Smell the Beer
June 2013 [Issue #104]
There’s been some chatter in the national media about the “winification” of craft beer. Whatever that means. There’s no denying the fact that craft beer has changed dramatically in the last 15 years or so. In the ’90s the craft beer experience mostly meant picking up a six-pack of something made in small batches by a, relatively speaking, small brewery. You were choosing something with flavor over something bland and generic. Then came seasonal releases, small-batch 22 oz. bottles, even beers corked and caged in Champagne-style bottles. This is when things started to get really interesting flavor-wise, as brewers continued to push the envelope and craft beer drinkers supported their efforts with fervor.
Which brings us to the modern “extreme” era of craft beer. Not everything out there is extreme, though. Any brewery will tell you their bread and butter is the regular every-day stuff that still gets sold in 6-packs. But beers are being sold now that no one would have dreamed would have multi-state distribution even 10 years ago, much less local, small-scale appeal. These are beers with huge flavors and complexity. And, yeah, they cost more, because it costs a lot more to make them. Does all this make them more like wine? Yes, but only in the sense that these brews have character worth appreciating.

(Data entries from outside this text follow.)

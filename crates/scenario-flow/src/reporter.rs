//! Failure evidence capture and artifact storage.

use crate::errors::ReportError;
use async_trait::async_trait;
use browser_session::Session;
use pageproof_core_types::{ArtifactRef, StepError};
use parking_lot::Mutex;
use std::collections::HashMap;
use std::path::PathBuf;
use std::sync::Arc;
use tracing::{debug, warn};

/// Destination for diagnostic bytes. Supplied by the caller; the
/// engine does not define storage beyond "bytes under a name".
#[async_trait]
pub trait ArtifactSink: Send + Sync {
    /// Store bytes under `name`, returning the sink-specific key
    /// (e.g. a filesystem path) to record in the result.
    async fn put(&self, name: &str, bytes: &[u8]) -> Result<String, ReportError>;
}

/// Filesystem sink writing into one directory.
pub struct FsArtifactSink {
    root: PathBuf,
}

impl FsArtifactSink {
    pub fn new(root: impl Into<PathBuf>) -> Self {
        Self { root: root.into() }
    }
}

#[async_trait]
impl ArtifactSink for FsArtifactSink {
    async fn put(&self, name: &str, bytes: &[u8]) -> Result<String, ReportError> {
        tokio::fs::create_dir_all(&self.root).await?;
        let path = self.root.join(sanitize(name));
        tokio::fs::write(&path, bytes).await?;
        Ok(path.display().to_string())
    }
}

/// In-memory sink for tests and embedding.
#[derive(Default)]
pub struct MemoryArtifactSink {
    entries: Mutex<HashMap<String, Vec<u8>>>,
}

impl MemoryArtifactSink {
    pub fn new() -> Self {
        Self::default()
    }

    pub fn get(&self, name: &str) -> Option<Vec<u8>> {
        self.entries.lock().get(name).cloned()
    }

    pub fn names(&self) -> Vec<String> {
        self.entries.lock().keys().cloned().collect()
    }
}

#[async_trait]
impl ArtifactSink for MemoryArtifactSink {
    async fn put(&self, name: &str, bytes: &[u8]) -> Result<String, ReportError> {
        self.entries
            .lock()
            .insert(name.to_string(), bytes.to_vec());
        Ok(name.to_string())
    }
}

/// Outcome of a capture attempt. `note` records a secondary capture
/// failure; it never replaces the original step error.
#[derive(Debug, Clone, Default)]
pub struct CaptureReport {
    pub artifact: Option<ArtifactRef>,
    pub note: Option<String>,
}

/// Captures failure evidence for a step.
#[async_trait]
pub trait FailureReporter: Send + Sync {
    async fn capture(
        &self,
        scenario: &str,
        step_index: usize,
        session: &dyn Session,
    ) -> CaptureReport;
}

/// Default reporter: screenshot plus a textual document/console
/// snapshot, both written through the artifact sink.
pub struct DefaultFailureReporter {
    sink: Arc<dyn ArtifactSink>,
}

impl DefaultFailureReporter {
    pub fn new(sink: Arc<dyn ArtifactSink>) -> Self {
        Self { sink }
    }
}

#[async_trait]
impl FailureReporter for DefaultFailureReporter {
    async fn capture(
        &self,
        scenario: &str,
        step_index: usize,
        session: &dyn Session,
    ) -> CaptureReport {
        let base = format!("{}-step{}", sanitize(scenario), step_index + 1);
        let mut artifact = ArtifactRef::default();
        let mut problems: Vec<String> = Vec::new();

        match session.screenshot().await {
            Ok(bytes) => match self.sink.put(&format!("{}.png", base), &bytes).await {
                Ok(key) => artifact.screenshot = Some(key),
                Err(err) => problems.push(format!("screenshot store: {}", err)),
            },
            Err(err) => problems.push(format!("screenshot: {}", err)),
        }

        match render_text_snapshot(session).await {
            Ok(text) => match self.sink.put(&format!("{}.txt", base), text.as_bytes()).await {
                Ok(key) => artifact.snapshot = Some(key),
                Err(err) => problems.push(format!("snapshot store: {}", err)),
            },
            Err(err) => problems.push(format!("snapshot: {}", err)),
        }

        let note = if problems.is_empty() {
            None
        } else {
            let err = StepError::CaptureError(problems.join("; "));
            warn!(scenario, step_index, %err, "diagnostic capture incomplete");
            Some(err.to_string())
        };

        if artifact.is_empty() {
            CaptureReport {
                artifact: None,
                note,
            }
        } else {
            debug!(scenario, step_index, ?artifact, "diagnostics captured");
            CaptureReport {
                artifact: Some(artifact),
                note,
            }
        }
    }
}

async fn render_text_snapshot(
    session: &dyn Session,
) -> Result<String, browser_session::SessionError> {
    let doc = session.current_document().await?;
    let console = session.console_messages().await?;

    let mut out = String::new();
    out.push_str(&format!("url: {}\n", doc.url));
    out.push_str(&format!("title: {}\n", doc.title));
    out.push_str(&format!("ready: {}\n", doc.ready));
    out.push_str("elements:\n");
    for node in &doc.nodes {
        out.push_str(&format!("  {}\n", node.describe()));
    }
    out.push_str("console:\n");
    for line in console.iter().rev().take(20).rev() {
        out.push_str(&format!("  {}\n", line));
    }
    Ok(out)
}

fn sanitize(name: &str) -> String {
    name.chars()
        .map(|c| {
            if c.is_ascii_alphanumeric() || c == '.' || c == '-' || c == '_' {
                c
            } else {
                '-'
            }
        })
        .collect()
}
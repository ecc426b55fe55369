//! Process-wide engine configuration. Read-only after initialization.

use serde::{Deserialize, Serialize};
use std::time::Duration;

/// Defaults shared by every scenario run in the process.
#[derive(Debug, Clone, PartialEq, Eq, Serialize, Deserialize)]
#[serde(default)]
pub struct EngineConfig {
    /// Base URL relative step targets are resolved against.
    pub base_url: Option<String>,

    /// Default per-step timeout, overridable per step.
    pub default_timeout_ms: u64,

    /// Wait engine poll interval.
    pub poll_interval_ms: u64,

    /// Quiet window for the network-idle condition.
    pub network_quiet_ms: u64,
}

impl Default for EngineConfig {
    fn default() -> Self {
        Self {
            base_url: None,
            default_timeout_ms: 30_000,
            poll_interval_ms: 75,
            network_quiet_ms: 500,
        }
    }
}

impl EngineConfig {
    pub fn with_base_url(mut self, base_url: impl Into<String>) -> Self {
        self.base_url = Some(base_url.into());
        self
    }

    pub fn with_default_timeout_ms(mut self, timeout_ms: u64) -> Self {
        self.default_timeout_ms = timeout_ms;
        self
    }

    pub fn default_timeout(&self) -> Duration {
        Duration::from_millis(self.default_timeout_ms)
    }

    pub fn poll_interval(&self) -> Duration {
        Duration::from_millis(self.poll_interval_ms)
    }

    pub fn network_quiet(&self) -> Duration {
        Duration::from_millis(self.network_quiet_ms)
    }
}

The point is this (finally!), it’s no more pretentious to talk about or appreciate the interesting aspects of a fine craft beer—the nose, the palate, the appearance—than it is to geek out on the intricacies—the drum sound, the production, the performance, that fucking sick riff—of the latest [insert your favorite band name here]. Metal heads have been dissecting our music, good and bad, since it was invented. That’s what the majority of this magazine is about. That’s because there’s something to talk about. If everything sounded like AC/DC (or tasted like Miller Genuine Draft), then there would be nothing to talk about.
Thank your favorite deity/celestial being/demon ov hell that that isn’t the case. Go ahead and pour your craft beer into a goddamn glass, look at the incredible color and stick your snoot next to it and sniff. Probably smells pretty damn good. And if you think about it, you might be surprised at what’s in there as a natural result of the brewing process—just the combination of yeast, malt and hops can produce some amazing aromas. Same with the taste: pine, tangerine, caramel, pineapple. A good IPA or double IPA may have all of these and more.
Brewers put a lot of effort into their art, just like musicians do. There’s nothing wrong with geeking out on a really amazing beer. There are a lot of them out there right now.